Turning to some other areas of development in Region Two, Baksh said they are right now extending some health post and educational facilities, including in the nine Amerindian areas.
The Regional Chairman underscored that they are now setting up solar panels in these areas.
He underscored that that more students from these indigenous communities are being given the opportunity to have access to secondary education especially in the Pomeroon area, which is important.
“I have always been saying, and I think this is one of my contention always that we have got tremendous amount of improvement in the health sector and in education, so much so that we have children now with seven, eight and nine subjects and a lot of them need jobs – that is a big problem,” he underscored.
“And that is why we want to encourage investors to come in because we got about 80 to 90 per cent of our rich resources – our maiden lands, untouchable,” he urged noting that the geographical logistics have always been an argument.
He said a lot of young people from the region are coming back from the University of Guyana with their diplomas and degrees, and they now have the technical institute established a couple of years ago so that “they can move on” to higher achievements.
He also reminded that there is the teachers training college right here and the distance education programme, too, and last year, the Guyana School of Agriculture was established on the coast.

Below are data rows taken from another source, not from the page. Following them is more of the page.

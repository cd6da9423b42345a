//! Error types for the solver, its PDB pipeline and its external I/O surface.
//!
//! Every row of the error table in the spec gets one variant here. `Cancelled`
//! is intentionally not a variant: a worker observing the cancellation flag
//! just stops and returns `None`, it never surfaces as an error (see
//! `parallel::root_split_search`).

use std::path::PathBuf;

use thiserror::Error;

#[derive(Debug, Error)]
pub enum SolverError {
    #[error("malformed scramble: {cubie}")]
    MalformedScramble { cubie: String },

    #[error("unreachable cube state: {reason}")]
    UnreachableState { reason: String },

    #[error("pattern database missing: {}", path.display())]
    PdbMissing { path: PathBuf },

    #[error("pattern database corrupt at {}: {reason}", path.display())]
    PdbCorrupt { path: PathBuf, reason: String },

    /// IDA* exhausted the move-count bound (20, God's number) without finding
    /// a goal. This is only reachable on a bug (every reachable state has a
    /// solution of length <= 20), never on valid input.
    #[error("search exhausted the maximum depth without a solution (internal invariant violated)")]
    SearchExhausted,

    #[error("search exceeded its configured time budget")]
    Timeout,

    #[error("I/O error: {0}")]
    Io(#[from] std::io::Error),

    #[error("PDB (de)serialization error: {0}")]
    Encoding(#[from] Box<bincode::ErrorKind>),
}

“And we have students not only in Region Two but as far as Regions One (Barima/Waini), Three (Essequibo Islands/West Demerara), and Seven (Cuyuni/Mazaruni) who are attending this institute, and that is good because all three of these regions are very close and they are agriculture-based,” he noted.
He contended that all of these are very important in order to accelerate and expand development in the region.
Touching on rice, he said majority of the crop has already been reaped.
He said about 15 per cent of the farmers already went back to their land, while some five per cent have already sowed in low lying areas because of the rainfall being experienced.
He said farmers are already ploughing their lands, and are waiting for some more showers.
He said they are the regional administration are constructing culvert, bridges and other structures to facilitate farmers also during the reaping and sowing period, but have had to delay some of the projects to allow the farmers to bring out the paddy, and also those to prepare their lands.
Alluding to the intervention by the government to help farmers, he said that screening was done throughout the region and certain facilities were given to farmers through cash and kind, and that process is ongoing.
The Regional Chairman said that a fair amount of farmers lost their crops some “total loss and some did not to work on the field because of the shortage of water and so on”.
Also, the Government of Guyana, through the Ministry of Agriculture and the Region Two administration, has distributed seeds and planting materials to farmers in Siriki, Warapana and other villages in the Upper Pomeroon River.